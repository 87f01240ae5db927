//! # Helpdesk Core
//!
//! Domain model and core abstractions for the helpdesk.
//!
//! The helpdesk keeps no durable state of its own. Users, tickets and
//! messages live in a hosted relational backend reached through the
//! [`store_client::TicketStore`] trait; this crate defines the shape of that
//! contract and the types that flow through it.
//!
//! ## Core Concepts
//!
//! - **Entities**: [`types::User`], [`types::Ticket`], [`types::Message`]
//! - **Store Client**: [`store_client::TicketStore`], every call takes an explicit
//!   [`identity::Session`]
//! - **Reducer**: Pure function `(State, Action, Environment) → (State, Effects)`
//!   used by the view models
//! - **Effect**: Side effect descriptions executed by the runtime
//!
//! ## Example
//!
//! ```ignore
//! use helpdesk_core::{reducer::Reducer, effect::Effect, SmallVec};
//!
//! impl Reducer for ChatReducer {
//!     type State = ChatState;
//!     type Action = ChatAction;
//!     type Environment = ChatEnvironment;
//!
//!     fn reduce(
//!         &self,
//!         state: &mut ChatState,
//!         action: ChatAction,
//!         env: &ChatEnvironment,
//!     ) -> SmallVec<[Effect<ChatAction>; 4]> {
//!         SmallVec::new()
//!     }
//! }
//! ```

// Re-export commonly used types
pub use chrono::{DateTime, Utc};
pub use smallvec::{smallvec, SmallVec};

pub mod error;
pub mod identity;
pub mod store_client;
pub mod types;
pub mod workflow;

pub use error::{StoreError, ValidationError};
pub use identity::{IdentityProvider, Principal, Session};
pub use store_client::TicketStore;
pub use types::{
    Category, Message, MessageAuthor, MessageId, NewMessage, NewTicket, NewUser, Priority, Role,
    Ticket, TicketDetails, TicketId, TicketStatus, User, UserChanges, UserId,
};
pub use workflow::TransitionPolicy;

/// Reducer module - The core trait for view-model logic
///
/// Reducers are pure functions: `(State, Action, Environment) → (State, Effects)`
///
/// They hold all screen logic and are deterministic and testable. Remote
/// calls are described as [`Effect::Future`](crate::effect::Effect::Future)
/// values and executed by the runtime.
pub mod reducer {
    use super::effect::Effect;
    use smallvec::SmallVec;

    /// The Reducer trait - core abstraction for screen logic
    ///
    /// # Type Parameters
    ///
    /// - `State`: The view state this reducer operates on
    /// - `Action`: The action type this reducer processes
    /// - `Environment`: The injected dependencies this reducer needs
    pub trait Reducer {
        /// The state type this reducer operates on
        type State;

        /// The action type this reducer processes
        type Action;

        /// The environment type with injected dependencies
        type Environment;

        /// Reduce an action into state changes and effects
        ///
        /// # Arguments
        ///
        /// - `state`: Mutable reference to current state
        /// - `action`: The action to process
        /// - `env`: Reference to injected dependencies
        ///
        /// # Returns
        ///
        /// Effects to be executed by the runtime
        fn reduce(
            &self,
            state: &mut Self::State,
            action: Self::Action,
            env: &Self::Environment,
        ) -> SmallVec<[Effect<Self::Action>; 4]>;
    }
}

/// Effect module - Side effect descriptions
///
/// Effects describe side effects to be performed by the runtime.
/// They are values (not execution) and are composable.
pub mod effect {
    use std::future::Future;
    use std::pin::Pin;

    /// Effect type - describes a side effect to be executed
    ///
    /// Effects are NOT executed immediately. They are descriptions of what should happen,
    /// returned from reducers and executed by the Store runtime.
    pub enum Effect<Action> {
        /// No-op effect
        None,

        /// Run effects in parallel
        Parallel(Vec<Effect<Action>>),

        /// Run effects sequentially
        Sequential(Vec<Effect<Action>>),

        /// Arbitrary async computation
        ///
        /// Returns `Option<Action>` - if Some, the action is fed back into the reducer
        Future(Pin<Box<dyn Future<Output = Option<Action>> + Send>>),
    }

    // Manual Debug implementation since Future doesn't implement Debug
    impl<Action> std::fmt::Debug for Effect<Action>
    where
        Action: std::fmt::Debug,
    {
        fn fmt(&self, f: &mut std::fmt::Formatter<'_>) -> std::fmt::Result {
            match self {
                Effect::None => write!(f, "Effect::None"),
                Effect::Parallel(effects) => {
                    f.debug_tuple("Effect::Parallel").field(effects).finish()
                },
                Effect::Sequential(effects) => {
                    f.debug_tuple("Effect::Sequential").field(effects).finish()
                },
                Effect::Future(_) => write!(f, "Effect::Future(<future>)"),
            }
        }
    }

    impl<Action> Effect<Action> {
        /// Wrap an async block as an effect
        pub fn future<F>(fut: F) -> Self
        where
            F: Future<Output = Option<Action>> + Send + 'static,
        {
            Effect::Future(Box::pin(fut))
        }

        /// Combine effects to run in parallel
        #[must_use]
        pub const fn merge(effects: Vec<Effect<Action>>) -> Effect<Action> {
            Effect::Parallel(effects)
        }

        /// Chain effects to run sequentially
        #[must_use]
        pub const fn chain(effects: Vec<Effect<Action>>) -> Effect<Action> {
            Effect::Sequential(effects)
        }
    }
}

/// Environment module - Dependency injection traits
///
/// All external dependencies are abstracted behind traits and injected
/// via the Environment parameter.
pub mod environment {
    use chrono::{DateTime, Utc};

    /// Clock trait - abstracts time operations for testability
    pub trait Clock: Send + Sync {
        /// Get the current time
        fn now(&self) -> DateTime<Utc>;
    }

    /// Wall clock used in production
    #[derive(Debug, Clone, Copy, Default)]
    pub struct SystemClock;

    impl Clock for SystemClock {
        fn now(&self) -> DateTime<Utc> {
            Utc::now()
        }
    }
}
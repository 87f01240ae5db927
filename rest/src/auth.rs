//! [`IdentityProvider`] over the hosted auth API.
//!
//! The auth API only knows who a token belongs to. The role comes from the
//! caller's own row in the `users` collection; accounts without a row there
//! are plain users.

use crate::config::RemoteConfig;
use crate::http::{RemoteClient, SINGLE_OBJECT};
use crate::rows::{USER_COLUMNS, UserMeta, UserRow};
use async_trait::async_trait;
use helpdesk_core::{IdentityProvider, Principal, Role, Session, StoreError, UserId};
use reqwest::{Client, Method};
use serde::Deserialize;
use serde_json::json;

#[derive(Debug, Deserialize)]
struct AuthUser {
    id: UserId,
    #[serde(default)]
    email: Option<String>,
    #[serde(default)]
    user_metadata: Option<UserMeta>,
}

#[derive(Debug, Deserialize)]
struct TokenResponse {
    access_token: String,
    user: AuthUser,
}

/// Password sign-in and token resolution against the auth API
#[derive(Clone, Debug)]
pub struct RestIdentityProvider {
    remote: RemoteClient,
}

impl RestIdentityProvider {
    /// Create a provider with a default reqwest [`Client`]
    #[must_use]
    pub fn new(config: RemoteConfig) -> Self {
        Self::with_client(Client::new(), config)
    }

    /// Create a provider reusing an existing reqwest [`Client`]
    #[must_use]
    pub fn with_client(client: Client, config: RemoteConfig) -> Self {
        Self {
            remote: RemoteClient::new(client, config),
        }
    }

    async fn session(&self, access_token: String, user: AuthUser) -> Result<Session, StoreError> {
        let id = user.id.to_string();
        let request = self
            .remote
            .table(Method::GET, "users", &access_token)
            .query(&[("id", format!("eq.{id}").as_str()), ("select", USER_COLUMNS)])
            .header("Accept", SINGLE_OBJECT);

        let row = match self.remote.fetch::<UserRow>("user", Some(&id), request).await {
            Ok(row) => Some(row),
            Err(StoreError::NotFound { .. }) => None,
            Err(e) => return Err(e),
        };

        let metadata_name = user
            .user_metadata
            .and_then(|meta| meta.name)
            .filter(|name| !name.trim().is_empty());
        let email = user.email.unwrap_or_default();

        let principal = match row {
            Some(row) => {
                let profile = row.into_user();
                Principal {
                    user_id: user.id,
                    email: if email.is_empty() { profile.email } else { email },
                    name: profile.name,
                    role: profile.role,
                }
            },
            None => Principal {
                user_id: user.id,
                name: metadata_name.unwrap_or_else(|| email.clone()),
                email,
                role: Role::User,
            },
        };

        Ok(Session::new(access_token, principal))
    }
}

#[async_trait]
impl IdentityProvider for RestIdentityProvider {
    #[tracing::instrument(skip(self, password))]
    async fn sign_in(&self, email: &str, password: &str) -> Result<Session, StoreError> {
        let request = self
            .remote
            .auth(Method::POST, "token")
            .query(&[("grant_type", "password")])
            .json(&json!({ "email": email, "password": password }));

        let token: TokenResponse = match self.remote.fetch("auth", None, request).await {
            Ok(token) => token,
            // GoTrue answers bad credentials with 400 invalid_grant
            Err(StoreError::Rejected { status: 400, .. }) => return Err(StoreError::Unauthorized),
            Err(e) => return Err(e),
        };

        let session = self.session(token.access_token, token.user).await?;
        tracing::info!(user_id = %session.user_id(), role = %session.principal.role, "Signed in");
        Ok(session)
    }

    #[tracing::instrument(skip_all)]
    async fn resolve(&self, access_token: &str) -> Result<Session, StoreError> {
        let request = self
            .remote
            .auth(Method::GET, "user")
            .bearer_auth(access_token);

        let user: AuthUser = match self.remote.fetch("auth", None, request).await {
            Ok(user) => user,
            Err(StoreError::Rejected { status: 403, .. }) => return Err(StoreError::Unauthorized),
            Err(e) => return Err(e),
        };

        self.session(access_token.to_string(), user).await
    }
}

> **Assignment**
Pull out every line in the material above where "injected" occurs.

> **Answer for the task**
    /// - `Environment`: The injected dependencies this reducer needs
        /// The environment type with injected dependencies
        /// - `env`: Reference to injected dependencies
/// All external dependencies are abstracted behind traits and injected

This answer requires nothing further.